Led by Malhar Nabar, the team said Uganda’s economic recovery is underway despite roadblocks from global demand and supply-chain shocks that are affecting inflation and growth, constraining revenues and contributing to higher spending needs.
The regular reviews come under Article IV of the IMF’s Articles of Agreement requiring bilateral discussions with members, usually every year. Until the emergence of Covid-19, an IMF staff team visits the country, collects economic and financial information, and discusses with officials the country’s economic developments and policies.
Latest findings show Uganda’s growth is projected at 5.3 percent in financial year (FY2022/23), 0.7 percentage point lower than at the time of the first review in March reflecting weaker global demand and the impact of rising inflation and interest rates on domestic demand.

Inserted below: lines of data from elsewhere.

//! Shared wiring for the security manager tests.

#![allow(dead_code)]

use std::sync::Arc;
use vigil_core::{
    AccessLevel, AuthorizationToken, ComponentKind, InstructionSetKind, MemoryStore, Result,
    Securable, TokenVault, UserId, UserRecord,
};
use vigil_crypto::build_password_blob;
use vigil_instructions::{Envelope, InstructionDispatcher, InstructionFamily, InstructionSet, InstructionTarget};
use vigil_security::{PasswordHashingConfig, SecurityConfig, SecurityManager};

/// Securable stub standing in for a registered backend component.
pub struct StubComponent {
    kind: ComponentKind,
    pub vault: TokenVault,
}

impl StubComponent {
    pub fn new(kind: ComponentKind, set: InstructionSetKind) -> Arc<Self> {
        Arc::new(Self {
            kind,
            vault: TokenVault::new(set),
        })
    }
}

impl Securable for StubComponent {
    fn component_kind(&self) -> ComponentKind {
        self.kind
    }

    fn post_authorization_token(&self, token: AuthorizationToken) -> Result<()> {
        self.vault.post(token)
    }
}

/// One-variant family so the dispatcher has a registered storage set.
#[derive(Debug)]
pub struct Probe;

impl InstructionFamily for Probe {
    type Kind = ();
    type Output = ();
    const SET: InstructionSetKind = InstructionSetKind::StorageManager;

    fn kind(&self) {}
}

pub struct ProbeTarget(pub AccessLevel);

impl InstructionTarget<Probe> for ProbeTarget {
    fn register_instruction_set(&self, set: &mut InstructionSet<Probe>) -> bool {
        set.set_minimum_access_level(self.0);
        set.bind_handler((), |envelope: Envelope<Probe>| envelope.resolve(Ok(())));
        true
    }
}

pub struct Setup {
    pub store: Arc<MemoryStore>,
    pub dispatcher: Arc<InstructionDispatcher>,
    pub manager: SecurityManager,
    pub session_source: Arc<StubComponent>,
    pub storage_target: Arc<StubComponent>,
}

/// Installs a test subscriber once so `RUST_LOG` controls test output.
pub fn init_tracing() {
    use std::sync::Once;
    static INIT: Once = Once::new();
    INIT.call_once(|| {
        let _ = tracing_subscriber::fmt()
            .with_env_filter(tracing_subscriber::EnvFilter::from_default_env())
            .with_test_writer()
            .try_init();
    });
}

/// Wires a manager with a storage target requiring `User` access.
pub fn setup(config: SecurityConfig) -> Setup {
    setup_with_min_level(config, AccessLevel::User)
}

/// Wires a manager with a storage target requiring `min_level` access.
pub fn setup_with_min_level(config: SecurityConfig, min_level: AccessLevel) -> Setup {
    init_tracing();
    let store = Arc::new(MemoryStore::new());
    let dispatcher = InstructionDispatcher::new(vec![InstructionSetKind::StorageManager]);
    dispatcher
        .register_target::<Probe, _>(&ProbeTarget(min_level))
        .unwrap();

    let manager = SecurityManager::new(
        config,
        store.clone(),
        store.clone(),
        Arc::clone(&dispatcher),
    )
    .unwrap();

    let session_source = StubComponent::new(
        ComponentKind::SessionManager,
        InstructionSetKind::StorageManager,
    );
    let storage_target = StubComponent::new(
        ComponentKind::StorageManager,
        InstructionSetKind::StorageManager,
    );
    manager
        .register_securable(session_source.clone() as Arc<dyn Securable>)
        .unwrap();
    manager
        .register_securable(storage_target.clone() as Arc<dyn Securable>)
        .unwrap();

    Setup {
        store,
        dispatcher,
        manager,
        session_source,
        storage_target,
    }
}

/// A user record whose password was hashed under `hashing`.
pub fn user_with_password(
    id: u64,
    username: &str,
    raw_password: &str,
    hashing: &PasswordHashingConfig,
) -> UserRecord {
    let salt = vigil_crypto::random_salt(hashing.user_salt_size);
    let blob = build_password_blob(hashing.user_algorithm, &salt, raw_password);
    UserRecord::new(UserId::new(id), username, blob)
        .with_rule(InstructionSetKind::StorageManager)
}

Medium-term prospects remain favourable with oil production coming on board by FY 24/25.
Headline inflation is expected to rise to 8.3 percent this fiscal year due to elevated commodity prices and higher imported input costs and is anticipated to decline thereafter reflecting the expected easing of commodity price pressures and the impact of monetary tightening. Risks to the outlook are elevated and include lower global growth, persistently higher inflation in advanced economies and associated tighter global financial conditions; an intensification of the Ebola outbreak; and more frequent disruptions in activity due to climate change.
Uganda was declared Ebola-free during mid-January.
Nabar said, “Structural reforms remain key to unlocking Uganda’s growth potential. Priorities include strengthening the anti-corruption framework and the Anti-Money Laundering/Combating the Financing of Terrorism (AML/CFT) regime, improving the social safety net, advancing the financial inclusion agenda, and adapting to climate change.”
He said, “The anti-corruption agenda is progressing with the Companies Act amended to prepare the ground for the implementation of a beneficial ownership register allowing timely access to information. Tools for AML/CFT risk-based supervision for the financial sector are being developed and implemented. The authorities published information on compliance statistics for asset declarations and on applications to access the declarations, on the Inspectorate of Government’s website.”
“The Bank of Uganda (BoU) has tightened the policy rate in recent months and announced its readiness to take appropriate action to contain second-round effects of higher global prices. Given the broadening of inflation pressures and upside risks, continued tightening would help guide core inflation back to the target. Continued exchange rate flexibility is an important shock absorber and would help rebuild external buffers,” Nabar said.
He said, “Revenue-based fiscal consolidation enshrined in the authorities’ Domestic Revenue Mobilization Strategy remains crucial for keeping debt at a sustainable level and providing much-needed funds for Sustainable Development Goals. To this end, the authorities have adopted a plan to rationalize inefficient and costly tax expenditures. Expenditure prioritization will continue but a small widening of the fiscal deficit this year, relative to the target set in the first review of the ECF, is necessary to account for additional needs to support the vulnerable, including subsistence households, while remaining focused on fiscal consolidation. Uganda’s debt remains sustainable, with a moderate risk of debt distress.”
Nabar said, “The banking sector is well-capitalized, yet existing vulnerabilities point to the need for continued monitoring and strengthening of financial stability. The BoU is improving its supervisory framework. Implementation of the Safeguards Assessment recommendations will help solidify independence and the new risk management framework will address governance and contain risks.”